The size of the PDB poses a considerable challenge to computationally
intensive applications, such as molecular dynamics, structure prediction
and molecular docking simulations.
Protein structures can be clustered into hierarchical classes
representing
different levels of similarity, such as 'topology', 'homologous
superfamily' or 'homologous family'. Hierarchical protein structure
clustering is exemplified by the SCOP and CATH databases. Taking a
different viewpoint, those similarities that allow for the clustering of
structures can also be regarded as redundancies. We were interested in
deriving subsets of the PDB database to reduce the computational expense
in studies using the above mentioned applications.

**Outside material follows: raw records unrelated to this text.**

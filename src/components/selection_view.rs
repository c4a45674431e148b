use yew::prelude::*;

use super::{equipment_panel::EquipmentPanel, map_grid::MapGrid, stats_panel::StatsPanel};
use crate::model::{Achievements, Difficulty, EquipmentDatabase, Map, SelectedEquipment, Slot};
use crate::state::EngineAction;
use crate::state::resistance::Resistances;

#[derive(Properties, PartialEq, Clone)]
pub struct SelectionViewProps {
    pub equipment: EquipmentDatabase,
    pub selection: SelectedEquipment,
    pub difficulty: Difficulty,
    pub achievements: Achievements,
    pub map: Map,
    pub health: u32,
    pub max_health: u32,
    pub resistances: Resistances,
    pub can_start: bool,
    pub can_refresh: bool,
    pub on_action: Callback<EngineAction>,
}

#[function_component]
pub fn SelectionView(props: &SelectionViewProps) -> Html {
    let emit = |action: EngineAction| {
        let cb = props.on_action.clone();
        Callback::from(move |_: MouseEvent| cb.emit(action.clone()))
    };
    let on_select = {
        let cb = props.on_action.clone();
        Callback::from(move |(slot, id): (Slot, String)| cb.emit(EngineAction::SelectEquipment { slot, id }))
    };
    let reset_cb = {
        let cb = props.on_action.clone();
        Callback::from(move |_: MouseEvent| {
            let confirmed = web_sys::window()
                .and_then(|win| {
                    win.confirm_with_message("This will WIPE all equipment progress and achievements. Are you sure?")
                        .ok()
                })
                .unwrap_or(true);
            if confirmed {
                cb.emit(EngineAction::ResetAllData);
            }
        })
    };
    let difficulty_buttons = Difficulty::ALL.iter().map(|&d| {
        let active = d == props.difficulty;
        let wins = props.achievements.wins(d);
        let style = if active { "font-weight:700; border:2px solid #58a6ff;" } else { "" };
        html! {
            <button style={style} onclick={emit(EngineAction::SetDifficulty(d))}>
                { if wins > 0 { format!("{d} 🏆{wins}") } else { d.to_string() } }
            </button>
        }
    });
    let panels = Slot::ALL.iter().map(|&slot| {
        html! {
            <EquipmentPanel
                slot={slot}
                items={props.equipment.slot(slot).to_vec()}
                selected={props.selection.get(slot).map(str::to_string)}
                on_select={on_select.clone()}
            />
        }
    });
    html! {
        <div style="display:flex; gap:24px; padding:16px; flex-wrap:wrap;">
            <div style="display:flex; flex-direction:column; gap:12px;">
                <StatsPanel health={props.health} max_health={props.max_health} resistances={props.resistances} />
                { for panels }
            </div>
            <div style="display:flex; flex-direction:column; gap:12px;">
                <div style="display:flex; gap:6px;">{ for difficulty_buttons }</div>
                <MapGrid map={props.map.clone()} cell_px={44} />
                <div style="display:flex; gap:8px;">
                    <button disabled={!props.can_start} onclick={emit(EngineAction::StartRun)}>{"Start"}</button>
                    <button disabled={!props.can_refresh} onclick={emit(EngineAction::RefreshMap)}>{"New Map"}</button>
                    <button onclick={reset_cb}>{"Reset Data"}</button>
                </div>
            </div>
        </div>
    }
}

To this end we have developed a method to extract subsets from the PDB
database that are maximally representative for structure fragments of a
given size. Protein structures were translated into character strings by
means of a structural alphabet. Using a combination of a Suffix Tree
and a
Genetic Algorithm, random combinations of protein structures (subsets)
were created and assessed through an entropy-based fitness score. We
employed the Suffix Tree for efficient entropy and coverage
computations,
while the Genetic Algorithm was used to sample and select subsets.
The entropy score reaches maximal values when structure fragments
(substrings) of a given size are evenly distributed in the subset.
Therefore, maximal representativeness is equivalent with maximal
information content based on a meta-alphabet of constant length words.
Optimised subsets yielded fitness values with Z-values of about 10 sigma
when compared to the fitness of random subsets, demonstrating the high
efficiency of the selection process. We obtained fragment coverage of
90%
for fragment lengths 1 to 3 in subsets that were 10% of the PDB database
size, and about 30% coverage for fragments of length 9.
We conclude from these results that the optimised PDB database subsets
capture most of the fragment composition and properties of the original
set. Further studies on structure-function properties of fragments and
their distribution within the PDB are underway.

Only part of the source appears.